Danke für »Klickdepp«.
[Herr Kreye heißt wirklich Andrian, nicht Adrian]
[…] Die Süddeutsche Zeitung mal wieder mit Blogs […]
Gerade heute früh fielen mir die bunten Bildchen in der rechten Spalte der SZ auf. Abgestumpft von den seit über fünf Jahren vor sich hingammelnden, immergleichen Klickstrecken hatte ich aber keinerlei Impuls, draufzuklicken. Nun habe ich mal quergelesen, es ist wohl tatsächlich kein purer Müll – ob’s zur regelmäßigen Lektüre taugt, wird man feststellen. Was mich am Rande allerdings wundert: Warum ist das Umweltblog englischsprachig?
Erfolg hat, was gelesen wird. Gelesen wird, was lesenswert geschrieben ist. Im Grunde ist das ‘Geheimnis’ doch immer ganz schlicht …

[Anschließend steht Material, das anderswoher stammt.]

//! Catalog rules from `rules/catalog.yaml`.

use std::collections::HashSet;
use std::path::Path;

use anyhow::{Context, Result};
use roster_core::{normalize, ArtistCandidate};
use serde::Deserialize;
use tracing::{debug, warn};

#[derive(Debug, Clone, Deserialize)]
struct CatalogRulesFile {
    #[allow(dead_code)]
    version: u32,
    #[serde(default)]
    excluded_artists: Vec<String>,
}

#[derive(Debug, Clone, Default)]
pub struct CatalogRules {
    excluded: HashSet<String>,
}

/// What `CatalogRules::apply` removed.
#[derive(Debug, Clone, Default, PartialEq, Eq)]
pub struct RuleOutcome {
    pub excluded: usize,
    pub duplicates: usize,
    pub unresolvable: Vec<String>,
}

impl CatalogRules {
    pub fn new<I, S>(excluded: I) -> Self
    where
        I: IntoIterator<Item = S>,
        S: AsRef<str>,
    {
        Self {
            excluded: excluded
                .into_iter()
                .map(|name| normalize(name.as_ref()))
                .filter(|identity| !identity.is_empty())
                .collect(),
        }
    }

    pub fn from_workspace_root(root: &Path) -> Result<Self> {
        let path = root.join("rules").join("catalog.yaml");
        let text = std::fs::read_to_string(&path).context("reading rules/catalog.yaml")?;
        let file: CatalogRulesFile =
            serde_yaml::from_str(&text).context("parsing rules/catalog.yaml")?;
        Ok(Self::new(file.excluded_artists))
    }

    /// Missing rules file means no exclusions.
    pub fn from_workspace_root_or_default(root: &Path) -> Result<Self> {
        if root.join("rules").join("catalog.yaml").exists() {
            Self::from_workspace_root(root)
        } else {
            debug!(root = %root.display(), "no rules/catalog.yaml; nothing excluded");
            Ok(Self::default())
        }
    }

    pub fn is_excluded(&self, candidate: &ArtistCandidate) -> bool {
        self.excluded.contains(&candidate.canonical_identity)
    }

    /// Drops excluded and unresolvable candidates and keeps only the first
    /// candidate per identity, preserving upstream order.
    pub fn apply(&self, candidates: Vec<ArtistCandidate>) -> (Vec<ArtistCandidate>, RuleOutcome) {
        let mut outcome = RuleOutcome::default();
        let mut seen = HashSet::new();
        let mut kept = Vec::with_capacity(candidates.len());
        for candidate in candidates {
            if !candidate.is_resolvable() {
                warn!(name = %candidate.display_name, "candidate name has no canonical identity; skipped");
                outcome.unresolvable.push(candidate.display_name);
                continue;
            }
            if self.is_excluded(&candidate) {
                outcome.excluded += 1;
                continue;
            }
            if !seen.insert(candidate.canonical_identity.clone()) {
                outcome.duplicates += 1;
                continue;
            }
            kept.push(candidate);
        }
        (kept, outcome)
    }
}

#[cfg(test)]
mod tests {
    use super::*;

    #[test]
    fn exclusions_match_spelling_variants() {
        let rules = CatalogRules::new(["Gaz & Co", "TANKYU"]);
        let candidates = vec![
            ArtistCandidate::new("1", "gaz & co"),
            ArtistCandidate::new("2", "Tankyu"),
            ArtistCandidate::new("3", "Bicep"),
        ];
        let (kept, outcome) = rules.apply(candidates);
        assert_eq!(kept.len(), 1);
        assert_eq!(kept[0].display_name, "Bicep");
        assert_eq!(outcome.excluded, 2);
    }

    #[test]
    fn first_spelling_wins_and_symbols_are_dropped() {
        let candidates = vec![
            ArtistCandidate::new("1", "Rhi'N'B"),
            ArtistCandidate::new("2", "!!!"),
            ArtistCandidate::new("3", "Rhi N B"),
            ArtistCandidate::new("4", "Café Tacvba"),
        ];
        let (kept, outcome) = CatalogRules::default().apply(candidates);
        let names: Vec<_> = kept.iter().map(|c| c.display_name.as_str()).collect();
        assert_eq!(names, vec!["Rhi'N'B", "Café Tacvba"]);
        assert_eq!(outcome.duplicates, 1);
        assert_eq!(outcome.unresolvable, vec!["!!!".to_string()]);
    }

    #[test]
    fn rules_file_loads_from_workspace_root() {
        let dir = tempfile::tempdir().expect("tempdir");
        std::fs::create_dir_all(dir.path().join("rules")).unwrap();
        std::fs::write(
            dir.path().join("rules/catalog.yaml"),
            "version: 1\nexcluded_artists:\n  - Agent Zed\n",
        )
        .unwrap();
        let rules = CatalogRules::from_workspace_root(dir.path()).unwrap();
        assert!(rules.is_excluded(&ArtistCandidate::new("1", "AGENT ZED")));

        let empty = tempfile::tempdir().expect("tempdir");
        let none = CatalogRules::from_workspace_root_or_default(empty.path()).unwrap();
        assert!(!none.is_excluded(&ArtistCandidate::new("1", "Agent Zed")));
    }
}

Hmnja. Man muss die lesenswerten Dinge eben auch finden können. Und da hat die SZ einiges an Hürden aufgebaut über die Jahre: Wer will schon täglich im Müll wühlen und nachsehen, ob mal eine Pfandflasche drinliegt?
Och nöö, ausgerechnet der Boie macht da jetzt auf Blogger? Wenn das die Qualitätsoffensive der SZ ist, bin ich allerdings dezent skeptisch.
Was kann der Boie dafür, dass er einmal das Pech hatte, von Stefan Niggemeier seinem Gossenmob (http://blogbar.de/archiv/2007/07/13/dieses-bigotte-frauenverachtende-blatt-bildblogleser-geben-auskunft-uber-alice-schwarzer/ ) vorgeworfen zu werden? Nur weil er ein paar Kaufschmierern gesagt hat, dass sie nichts auf die Reihe bringen?
Da hab ich wohl was verpaßt.
Der Boie kann allerdngs was dafür, sich über Jahre mit Artikeln über das Web blamiert zu haben, die sparsam mit Kompetenz und großzügig mit Theaterdonner ausgestattet waren. Was er über die “Blogosphäre” zusammengeschmiert hat, ist so anhnungslos, daß es mich schaudert. Jetzt gehört er also dazu – und hält sich sicher für “relevant”.
Ich brauche den nicht.
Gottchen, ist die Blogosphäre mal wieder empfindlich!
Hm, erstmal interessant! Auf den ersten Blick finde ich die Blogs jetzt nicht besonders ansprechend, aber das ist bei Blogs ohnehin nicht so wichtig. Den englischsprachigen Umweltblog halte ich für komplett überflüssig, weil der Guardian das schon um Längen besser vormacht, es aber die gleichen (internationalen) Themen anschneidet. In deutsch und mit regionalem, sprich nationalem Bezug fänd ich Idee wesentlich spannender-dort könnte man eine Nische noch besetzen.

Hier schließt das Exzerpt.